When modeling 1-hour NO2 impacts in the multisource modeling analysis, EPA’s Tier 3 Plume Volume Molar Ratio Method (PVMRM) option was used. The 2008 through 2012 observed hourly O3 concentrations from NJDEP’s Clarksboro air quality monitor (approximately 4.7 km south of the West Deptford site) were input. The EPA recommended default NO2/NOx stack ratio value of 0.5, and the NO2/NOx ambient equilibrium ratio of 0.9 were used. Though still considered a screening technique, PVMRM is designed to provide more accurate NO to NO2 conversion rates than the Tier 2 method.

MULTISOURCE MODELING RESULTS PM-2.5 The results of the PM-2.5 multisource modeling analysis are summarized in Table 11. Table 11 demonstrates that the proposed West Deptford Energy Station will not cause or significantly contribute to a violation of the NAAQS. The PM-2.5 multisource maximum 24-hour 8th high concentration is predicted to occur approximately 1.45 km northeast of the West Deptford Energy Station.

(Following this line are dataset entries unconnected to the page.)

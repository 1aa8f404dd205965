use recommendation_engine::config::{ClusteringConfig, EngineConfig};
use recommendation_engine::models::{
    AttributeValues, ClusterSnapshot, Item, ItemAttribute, ItemId, ItemScores, Rating,
    RecommenderKind,
};
use recommendation_engine::services::EvaluationQuery;
use recommendation_engine::{
    ClusterCache, EngineError, InMemoryCatalog, InMemoryClusterCache, InMemoryRatingStore,
    RatingStore, RecommendationEngine, Recommender,
};
use std::sync::Arc;
use std::time::Duration;

fn init_tracing() {
    let _ = tracing_subscriber::fmt()
        .with_test_writer()
        .with_env_filter("recommendation_engine=debug")
        .try_init();
}

fn item(id: ItemId, genre: i64, decade: i64) -> Item {
    Item::new(
        id,
        format!("title-{}", id),
        vec![
            ItemAttribute::new("title", AttributeValues::Text(vec![format!("title-{}", id)])),
            ItemAttribute::new("genre", AttributeValues::Int(vec![genre])),
            ItemAttribute::new("decade", AttributeValues::Int(vec![decade])),
        ],
    )
    .with_description(format!("catalog entry {}", id))
}

struct Fixture {
    store: Arc<InMemoryRatingStore>,
    cache: Arc<InMemoryClusterCache>,
    engine: RecommendationEngine,
}

/// Two taste groups: users 1, 3 and 5 like items 1-4, users 2, 4 and 6 like items 5-8
fn fixture() -> Fixture {
    init_tracing();

    let catalog = Arc::new(InMemoryCatalog::new((1..=10).map(|id| {
        let genre = if id <= 5 { 1 } else { 2 };
        let decade = if id % 2 == 0 { 1990 } else { 2000 };
        item(id, genre, decade)
    })));
    let cache = Arc::new(InMemoryClusterCache::new());
    let store = Arc::new(InMemoryRatingStore::with_cache(cache.clone()));
    store.extend(vec![
        Rating::new(1, 1, 5.0),
        Rating::new(1, 2, 4.0),
        Rating::new(1, 3, 4.0),
        Rating::new(3, 1, 4.0),
        Rating::new(3, 2, 4.0),
        Rating::new(3, 3, 5.0),
        Rating::new(3, 4, 5.0),
        Rating::new(5, 1, 5.0),
        Rating::new(5, 2, 3.0),
        Rating::new(5, 4, 4.0),
        Rating::new(5, 5, 2.0),
        Rating::new(2, 5, 5.0),
        Rating::new(2, 6, 4.0),
        Rating::new(2, 7, 4.0),
        Rating::new(4, 5, 4.0),
        Rating::new(4, 6, 5.0),
        Rating::new(4, 8, 5.0),
        Rating::new(6, 6, 4.0),
        Rating::new(6, 7, 5.0),
        Rating::new(6, 8, 4.0),
    ]);
    catalog.recompute_scores(store.as_ref());

    let config = EngineConfig {
        clustering: ClusteringConfig {
            k: 2,
            seed_min_ratings: 3,
            ..ClusteringConfig::default()
        },
        ..EngineConfig::default()
    };
    let engine = RecommendationEngine::new(config, store.clone(), catalog, cache.clone()).unwrap();

    Fixture {
        store,
        cache,
        engine,
    }
}

#[test]
fn test_clusters_follow_taste_groups() {
    let f = fixture();
    let snapshot = f.engine.clusters().unwrap();

    let mut groups: Vec<Vec<u32>> = snapshot
        .groups
        .iter()
        .map(|g| g.iter().copied().collect())
        .collect();
    groups.sort();
    assert_eq!(groups, vec![vec![1, 3, 5], vec![2, 4, 6]]);
    assert_eq!(snapshot.key.dataset_size, 6);
}

#[test]
fn test_cluster_cache_idempotence_and_invalidation() {
    let f = fixture();

    let first = f.engine.clusters().unwrap();
    let second = f.engine.clusters().unwrap();
    assert!(Arc::ptr_eq(&first, &second));
    assert_eq!(f.cache.stats().hits, 1);

    f.store.add_rating(Rating::new(1, 4, 4.0));
    assert!(f.cache.load(first.key).is_none());

    let third = f.engine.clusters().unwrap();
    assert!(!Arc::ptr_eq(&first, &third));
    assert_eq!(third.groups, first.groups);
}

#[test]
fn test_existing_user_recommendations_are_clamped() {
    let f = fixture();
    let predictions = f.engine.recommend_for_user(1, 10).unwrap();

    assert!(!predictions.is_empty());
    assert!(predictions.iter().all(|p| (0.0..=5.0).contains(&p.score)));
    // only items rated by group peers can be predicted
    assert!(predictions.iter().all(|p| p.item_id == 4 || p.item_id == 5));

    assert!(matches!(
        f.engine.recommend_for_user(77, 3),
        Err(EngineError::UnknownUser(77))
    ));
}

#[test]
fn test_hybrid_prefers_content_matches() {
    let f = fixture();
    let known: ItemScores = [(1, 5.0), (2, 4.0), (3, 4.0)].into_iter().collect();

    let ids = f.engine.hybrid_recommend(1, &known, 2).unwrap();
    let again = f.engine.hybrid_recommend(1, &known, 2).unwrap();
    assert_eq!(ids, again);
    assert!(ids.len() <= 2);
    assert!(ids.iter().all(|id| !known.contains_key(id)));
}

#[test]
fn test_k_nearest_and_similar_items() {
    let f = fixture();

    let nearest = f.engine.k_nearest(1, 3).unwrap();
    assert_eq!(nearest.len(), 3);
    assert!(nearest.iter().all(|n| (0.0..=100.0).contains(&n.similarity)));
    assert!(nearest.windows(2).all(|w| w[0].similarity >= w[1].similarity));

    let items = f.engine.similar_items(1, 2).unwrap();
    assert_eq!(items.len(), 2);
    assert_eq!(items[0].item_id, nearest[0].item_id);

    assert!(matches!(
        f.engine.k_nearest(404, 3),
        Err(EngineError::UnknownItem(404))
    ));
}

#[test]
fn test_evaluation_over_both_recommenders() {
    let f = fixture();

    // user 5 hides two of its ratings
    let queries = vec![EvaluationQuery {
        user_id: 5,
        known: [(1, 5.0), (2, 3.0)].into_iter().collect(),
        held_out: [(4, 4.0), (5, 2.0)].into_iter().collect(),
    }];

    let collaborative = f.engine.collaborative();
    let report = f.engine.evaluate(collaborative.as_ref(), &queries).unwrap();
    assert_eq!(report.recommender, RecommenderKind::Collaborative);
    assert!(report.mean_ndcg > 0.0 && report.mean_ndcg <= 1.0 + 1e-12);

    let hybrid = f.engine.hybrid();
    let report = f.engine.evaluate(hybrid.as_ref(), &queries).unwrap();
    assert_eq!(report.recommender, RecommenderKind::Hybrid);
    assert_eq!(hybrid.kind(), RecommenderKind::Hybrid);
}

#[test]
fn test_snapshot_and_report_serialize() -> anyhow::Result<()> {
    let f = fixture();

    let snapshot = f.engine.clusters()?;
    let json = serde_json::to_value(snapshot.as_ref())?;
    assert_eq!(json["key"]["k"], 2);
    let restored: ClusterSnapshot = serde_json::from_value(json)?;
    assert_eq!(restored, *snapshot);

    let queries = vec![EvaluationQuery {
        user_id: 5,
        known: [(1, 5.0), (2, 3.0)].into_iter().collect(),
        held_out: [(4, 4.0), (5, 2.0)].into_iter().collect(),
    }];
    let report = f.engine.evaluate(f.engine.collaborative().as_ref(), &queries)?;
    let json = serde_json::to_value(&report)?;
    assert_eq!(json["recommender"], "collaborative");
    assert_eq!(json["per_query"][0]["ranked"], serde_json::json!([4]));

    Ok(())
}

#[test]
fn test_invalid_config_rejected() {
    let config = EngineConfig {
        clustering: ClusteringConfig {
            k: 0,
            ..ClusteringConfig::default()
        },
        ..EngineConfig::default()
    };
    let store = Arc::new(InMemoryRatingStore::new());
    let catalog = Arc::new(InMemoryCatalog::new(vec![item(1, 1, 1990)]));
    let cache = Arc::new(InMemoryClusterCache::new());

    assert!(matches!(
        RecommendationEngine::new(config, store, catalog, cache),
        Err(EngineError::Config(_))
    ));
}

#[tokio::test]
async fn test_background_refresh() {
    let f = fixture();
    let snapshot = f.engine.refresh_clusters(Duration::from_secs(5)).await.unwrap();

    assert_eq!(snapshot.user_count(), f.store.all_user_ids().len());
    assert!(Arc::ptr_eq(&snapshot, &f.engine.clusters().unwrap()));
}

By far, the major contributors to the maximum 24-hour 8th high concentration are the Navy Surface Warfare Center Carderock Division and the Philadelphia Energy Solutions (formerly the Sunoco Refinery). Their combined impact is approximately 11 ug/m3. The results are identical when a Phase 2 Siemens or GE turbine is assumed at the West Deptford Energy Station.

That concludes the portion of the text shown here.